On the one hand, the large electricity-consuming countries have practically exhausted the possibilities of building large power plants using this technology (power plants with several thousand MW of power). This is so because it requires the conjunction of mighty rivers and geographical configurations that allow the construction of dams that collect large volumes of water and allow remarkable falls without requiring the construction of giant walls, or the occupation of immense areas. This type of location has already been used mostly in the most developed countries, so the construction of this type of dams and power plants now occurs mainly in economies in transition, with accelerated growth and few old infrastructures. This should not make us forget that projects of this type, with serious environmental repercussions, are being planned and built in the large basins of South America, Africa and Asia; often in remote locations where current human impact is still small.

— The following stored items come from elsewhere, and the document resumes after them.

//! One-call planning of raw order lines.
//!
//! [`LinePlanner`] runs the full normalisation pipeline for a line as it
//! arrives from a document parser: resolve days, parse times, apply the
//! Sunday carve-out, consolidate weeks and build entries. Anything a human
//! should double-check is reported as a [`PlanWarning`] rather than an error.
//!
//! # Examples
//!
//! ```
//! use flight_schedule::consolidation::weekly_slots;
//! use flight_schedule::day_pattern::DayPattern;
//! use flight_schedule::planner::{LinePlanner, PlanWarning, RawLine};
//! use flight_core::types::Date;
//!
//! let start = Date::from_ymd(2025, 4, 28).unwrap();
//! let raw = RawLine::new("M-Su", "6:00a-7:00a", weekly_slots(start, &[7, 7]), start, start.add_days(13));
//!
//! let plan = LinePlanner::default().plan(&raw);
//! assert_eq!(plan.line.pattern, DayPattern::MonSat);
//! assert_eq!(plan.entries.len(), 1);
//! assert_eq!(plan.entries[0].daily_cap, 2);
//! assert!(plan.warnings.contains(&PlanWarning::SundayRemoved {
//!     from: DayPattern::MonSun,
//!     to: DayPattern::MonSat,
//! }));
//! ```

use flight_core::types::Date;
use std::fmt;
use tracing::{debug, warn};

use crate::consolidation::{ConsolidationConfig, ScheduleConsolidator, WeekSlot};
use crate::day_pattern::{resolve_day_pattern, DayPattern};
use crate::entry::{EntrySpec, ScheduleLine, SpotKind};
use crate::ros::{ros_block, Language};
use crate::sunday::apply_sunday_rule;
use crate::time_range::parse_time_range;

/// A line as extracted from an order document.
#[derive(Clone, Debug, PartialEq)]
#[cfg_attr(feature = "serde", derive(serde::Serialize, serde::Deserialize))]
pub struct RawLine {
    /// Weekday descriptor as written.
    pub days: String,
    /// Air-time text as written.
    pub time: String,
    /// One slot per calendar week of the flight.
    pub weeks: Vec<WeekSlot>,
    /// First day of the flight.
    pub flight_start: Date,
    /// Last day of the flight.
    pub flight_end: Date,
    /// Rate per spot.
    pub rate: f64,
    /// Spot length in seconds.
    pub duration_secs: u32,
    /// Paid or bonus.
    pub kind: SpotKind,
    /// Programming language, when known.
    pub language: Option<Language>,
    /// Free-text programme description.
    pub description: Option<String>,
}

impl RawLine {
    /// Creates a paid 30-second line with zero rate.
    pub fn new(
        days: impl Into<String>,
        time: impl Into<String>,
        weeks: Vec<WeekSlot>,
        flight_start: Date,
        flight_end: Date,
    ) -> Self {
        Self {
            days: days.into(),
            time: time.into(),
            weeks,
            flight_start,
            flight_end,
            rate: 0.0,
            duration_secs: 30,
            kind: SpotKind::Paid,
            language: None,
            description: None,
        }
    }

    /// Sets the rate per spot.
    pub fn with_rate(mut self, rate: f64) -> Self {
        self.rate = rate;
        self
    }

    /// Sets the spot length in seconds.
    pub fn with_duration(mut self, duration_secs: u32) -> Self {
        self.duration_secs = duration_secs;
        self
    }

    /// Sets the spot kind.
    pub fn with_kind(mut self, kind: SpotKind) -> Self {
        self.kind = kind;
        self
    }

    /// Sets the programming language.
    pub fn with_language(mut self, language: Language) -> Self {
        self.language = Some(language);
        self
    }

    /// Sets the programme description.
    pub fn with_description(mut self, description: impl Into<String>) -> Self {
        self.description = Some(description.into());
        self
    }
}

/// Something in a planned line that deserves a second look.
#[derive(Clone, Debug, PartialEq, Eq)]
#[cfg_attr(feature = "serde", derive(serde::Serialize))]
#[cfg_attr(feature = "serde", serde(tag = "kind", rename_all = "snake_case"))]
pub enum PlanWarning {
    /// The time text could not be parsed; the full broadcast day was used.
    LowConfidenceTime {
        /// The time text as written.
        text: String,
    },
    /// No weekday was found in the day text; `M-Su` was used.
    UnrecognizedDays {
        /// The day text as written.
        text: String,
    },
    /// Sunday was dropped for paid programming.
    SundayRemoved {
        /// Pattern before the carve-out.
        from: DayPattern,
        /// Pattern after the carve-out.
        to: DayPattern,
    },
    /// The language's run-of-schedule block replaced blank day/time text.
    RosApplied {
        /// The language whose block was used.
        language: Language,
    },
    /// A week starts outside the flight dates.
    WeekOutsideFlight {
        /// Index of the offending week.
        week_index: u32,
    },
    /// Every week is dark, so no entry was produced.
    NothingScheduled,
}

impl fmt::Display for PlanWarning {
    fn fmt(&self, f: &mut fmt::Formatter<'_>) -> fmt::Result {
        match self {
            PlanWarning::LowConfidenceTime { text } => {
                write!(f, "could not parse time '{}', using 6:00a-11:59p", text)
            }
            PlanWarning::UnrecognizedDays { text } => {
                write!(f, "could not recognise days '{}', using M-Su", text)
            }
            PlanWarning::SundayRemoved { from, to } => {
                write!(f, "Sunday 6-7a is paid programming, {} changed to {}", from, to)
            }
            PlanWarning::RosApplied { language } => {
                write!(f, "no days/time given, using {} ROS block", language)
            }
            PlanWarning::WeekOutsideFlight { week_index } => {
                write!(f, "week {} starts outside the flight dates", week_index)
            }
            PlanWarning::NothingScheduled => f.write_str("no spots scheduled in any week"),
        }
    }
}

/// The planned form of one raw line.
#[derive(Clone, Debug, PartialEq)]
#[cfg_attr(feature = "serde", derive(serde::Serialize))]
pub struct LinePlan {
    /// The resolved line.
    pub line: ScheduleLine,
    /// One entry per consolidated run.
    pub entries: Vec<EntrySpec>,
    /// Review notes, in pipeline order.
    pub warnings: Vec<PlanWarning>,
}

impl LinePlan {
    /// Returns whether any input text fell back to a default.
    pub fn needs_confirmation(&self) -> bool {
        self.warnings.iter().any(|w| {
            matches!(
                w,
                PlanWarning::LowConfidenceTime { .. } | PlanWarning::UnrecognizedDays { .. }
            )
        })
    }
}

/// Runs the normalisation pipeline over raw lines.
#[derive(Clone, Debug, Default)]
pub struct LinePlanner {
    consolidator: ScheduleConsolidator,
}

impl LinePlanner {
    /// Creates a planner with the given consolidation settings.
    pub fn new(config: ConsolidationConfig) -> Self {
        Self {
            consolidator: ScheduleConsolidator::new(config),
        }
    }

    /// Returns the consolidation settings.
    pub fn config(&self) -> &ConsolidationConfig {
        self.consolidator.config()
    }

    /// Plans one line. Never fails.
    pub fn plan(&self, raw: &RawLine) -> LinePlan {
        let mut warnings = Vec::new();

        let (days_text, time_text) = match ros_fallback(raw) {
            Some(language) => {
                let block = ros_block(language);
                debug!(%language, days = block.days, time = block.time, "using ROS block");
                warnings.push(PlanWarning::RosApplied { language });
                (block.days, block.time)
            }
            None => (raw.days.as_str(), raw.time.as_str()),
        };

        let days = resolve_day_pattern(days_text);
        if !days.recognized {
            warnings.push(PlanWarning::UnrecognizedDays {
                text: days_text.to_string(),
            });
        }

        let time = parse_time_range(time_text);
        if time.is_low_confidence() {
            warnings.push(PlanWarning::LowConfidenceTime {
                text: time_text.to_string(),
            });
        }

        let pattern = apply_sunday_rule(days.pattern, &time.range);
        if pattern != days.pattern {
            warnings.push(PlanWarning::SundayRemoved {
                from: days.pattern,
                to: pattern,
            });
        }

        for slot in &raw.weeks {
            if slot.start_date < raw.flight_start.add_days(-6) || slot.start_date > raw.flight_end {
                warn!(
                    week_index = slot.week_index,
                    start_date = %slot.start_date,
                    "week starts outside the flight"
                );
                warnings.push(PlanWarning::WeekOutsideFlight {
                    week_index: slot.week_index,
                });
            }
        }

        let runs = self.consolidator.consolidate(&raw.weeks, raw.flight_end);
        if runs.is_empty() {
            warnings.push(PlanWarning::NothingScheduled);
        }

        let mut line = ScheduleLine::new(pattern, time.range, runs)
            .with_kind(raw.kind)
            .with_rate(raw.rate)
            .with_duration(raw.duration_secs);
        line.language = raw.language;
        line.description = raw.description.clone();

        let entries = line.entries();
        debug!(
            days = %line.pattern,
            time = %line.range,
            entries = entries.len(),
            warnings = warnings.len(),
            "planned line"
        );

        LinePlan {
            line,
            entries,
            warnings,
        }
    }

    /// Plans a batch of lines, preserving input order.
    #[cfg(feature = "parallel")]
    pub fn plan_all(&self, lines: &[RawLine]) -> Vec<LinePlan> {
        use rayon::prelude::*;

        lines.par_iter().map(|raw| self.plan(raw)).collect()
    }

    /// Plans a batch of lines, preserving input order.
    #[cfg(not(feature = "parallel"))]
    pub fn plan_all(&self, lines: &[RawLine]) -> Vec<LinePlan> {
        lines.iter().map(|raw| self.plan(raw)).collect()
    }
}

/// Returns the language whose ROS block should replace a bonus line's text.
fn ros_fallback(raw: &RawLine) -> Option<Language> {
    let blank = |text: &str| {
        let text = text.trim();
        text.is_empty() || text.eq_ignore_ascii_case("ros")
    };
    match (raw.kind, raw.language) {
        (SpotKind::Bonus, Some(language)) if blank(&raw.days) && blank(&raw.time) => Some(language),
        _ => None,
    }
}
//! Calendar-week spot counts.

use flight_core::types::Date;

/// Days from a week's start to its last day.
pub(crate) const LAST_DAY_OFFSET: i64 = 6;

/// One calendar week of a line's flight.
///
/// Zero-spot ("dark") weeks are included so gaps in a flight stay visible.
///
/// # Examples
///
/// ```
/// use flight_schedule::consolidation::WeekSlot;
/// use flight_core::types::Date;
///
/// let slot = WeekSlot::new(0, Date::from_ymd(2025, 4, 28).unwrap(), 3);
/// assert_eq!(slot.last_day(), Date::from_ymd(2025, 5, 4).unwrap());
/// assert!(!slot.is_dark());
/// ```
#[derive(Copy, Clone, Debug, PartialEq, Eq, Hash)]
#[cfg_attr(feature = "serde", derive(serde::Serialize, serde::Deserialize))]
pub struct WeekSlot {
    /// Position of the week within the flight, starting at zero.
    pub week_index: u32,
    /// First day of the week.
    pub start_date: Date,
    /// Spots ordered for the week.
    pub spot_count: u32,
}

impl WeekSlot {
    /// Creates a week slot.
    pub fn new(week_index: u32, start_date: Date, spot_count: u32) -> Self {
        Self {
            week_index,
            start_date,
            spot_count,
        }
    }

    /// Returns whether the week has no spots.
    #[inline]
    pub fn is_dark(&self) -> bool {
        self.spot_count == 0
    }

    /// Returns the last day of the week (start + 6 days).
    #[inline]
    pub fn last_day(&self) -> Date {
        self.start_date.add_days(LAST_DAY_OFFSET)
    }
}

/// Lays `counts` out on a regular weekly grid starting at `first_week_start`.
///
/// # Examples
///
/// ```
/// use flight_schedule::consolidation::weekly_slots;
/// use flight_core::types::Date;
///
/// let slots = weekly_slots(Date::from_ymd(2025, 4, 28).unwrap(), &[3, 0, 2]);
/// assert_eq!(slots.len(), 3);
/// assert_eq!(slots[2].week_index, 2);
/// assert_eq!(slots[2].start_date, Date::from_ymd(2025, 5, 12).unwrap());
/// ```
pub fn weekly_slots(first_week_start: Date, counts: &[u32]) -> Vec<WeekSlot> {
    counts
        .iter()
        .zip(0u32..)
        .map(|(&spot_count, week_index)| {
            WeekSlot::new(
                week_index,
                first_week_start.add_weeks(i64::from(week_index)),
                spot_count,
            )
        })
        .collect()
}
//! # flight_schedule: Schedule Normalisation and Consolidation Engine
//!
//! ## Layer 2 (Engine) Role
//!
//! flight_schedule turns the weekday/time descriptors and weekly spot counts
//! found on advertising insertion orders into the minimal set of date-range
//! entries a traffic system will accept:
//! - Air-time parsing onto the 06:00-23:59 broadcast day (`time_range`)
//! - Weekday descriptor resolution to canonical spans (`day_pattern`)
//! - Sunday 6-7a paid-programming carve-out (`sunday`)
//! - Weekly spot-count consolidation into runs (`consolidation`)
//! - Per-day spot ceilings (`daily_cap`)
//! - Run-of-schedule blocks for bonus lines (`ros`)
//! - Downstream entry construction (`entry`)
//! - The composed per-line pipeline (`planner`)
//!
//! Every operation is pure and total: malformed text degrades to a
//! conservative default that is flagged for confirmation, never to an error.
//!
//! ## Usage Examples
//!
//! ```rust
//! use flight_schedule::prelude::*;
//! use flight_core::types::Date;
//!
//! // Normalise the descriptors
//! let days = resolve_day_pattern("M-Su");
//! let time = parse_time_range("6:00a-7:00a");
//! let pattern = apply_sunday_rule(days.pattern, &time.range);
//! assert_eq!(pattern, DayPattern::MonSat);
//!
//! // Consolidate the weeks
//! let start = Date::from_ymd(2025, 4, 28).unwrap();
//! let slots = weekly_slots(start, &[3, 3, 3, 5, 5, 5, 3, 3, 3]);
//! let runs = consolidate_weeks(&slots, start.add_days(62));
//! assert_eq!(runs.len(), 3);
//!
//! // Cap each day
//! assert_eq!(daily_cap(runs[1].spots_per_week(), pattern.active_days()), 1);
//! ```
//!
//! ## Feature Flags
//!
//! - `parallel` (default): Plan batches of lines on the rayon thread pool
//! - `serde` (default): Enable serialisation for engine types

#![deny(missing_docs)]
#![deny(rustdoc::broken_intra_doc_links)]
#![deny(rustdoc::private_intra_doc_links)]

pub mod consolidation;
pub mod daily_cap;
pub mod day_pattern;
pub mod entry;
pub mod planner;
pub mod ros;
pub mod sunday;
pub mod time_range;

/// Commonly used types and functions.
pub mod prelude {
    pub use crate::consolidation::{
        consolidate_weeks, expand_runs, weekly_slots, Adjacency, ConfigError, ConsolidationConfig,
        ConsolidationRun, ScheduleConsolidator, WeekSlot,
    };
    pub use crate::daily_cap::{daily_cap, run_daily_cap};
    pub use crate::day_pattern::{resolve_day_pattern, DayPattern, ResolvedDays};
    pub use crate::entry::{EntrySpec, ScheduleLine, SpotKind};
    pub use crate::planner::{LinePlan, LinePlanner, PlanWarning, RawLine};
    pub use crate::ros::{is_ros, ros_block, Language, RosBlock, UnknownLanguage};
    pub use crate::sunday::{apply_sunday_rule, is_paid_programming_hour};
    pub use crate::time_range::{parse_time_range, ParseConfidence, ParsedTimeRange, TimeRange};
}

On the other hand, the environmental repercussions of reservoirs and hydroelectric plants are intense, to the point that their suitability as an option for the future is questioned, and sometimes their dismantling is even considered. The greatest effects on biodiversity generate by dams are associated with the direct destruction of habitats, and the species that inhabit them, in the large areas that become flooded. Furthermore, this direct action is focused on some of the ecosystems most affected by human activities: those located in the valley bottoms and along the rivers, where the human population has historically been concentrated. 

Along with this direct effect, there are problems associated with the fragmentation of habitats and animal populations, those associated with aquatic environments, which are unable to move along the rivers (for example, fish populations such as sturgeons that cannot cross the dams), as well as those of terrestrial species for which the flooded area is an insurmountable barrier (e.g., bears and lynxes in the Iberian Peninsula). These changes in the most eminent organisms of the ecosystems (vertebrates, plants) are only the tip of the iceberg compared to the changes in the functioning of the affected ecosystems, especially the aquatic ones (nutrient cycles, changes in temperature, pH and concentrations of dissolved oxygen…). To these effects must be added the additions for the construction of electrical evacuation lines, which are especially extensive when the construction of the reservoirs is carried out in remote areas, very distant from the areas where the electricity demand is.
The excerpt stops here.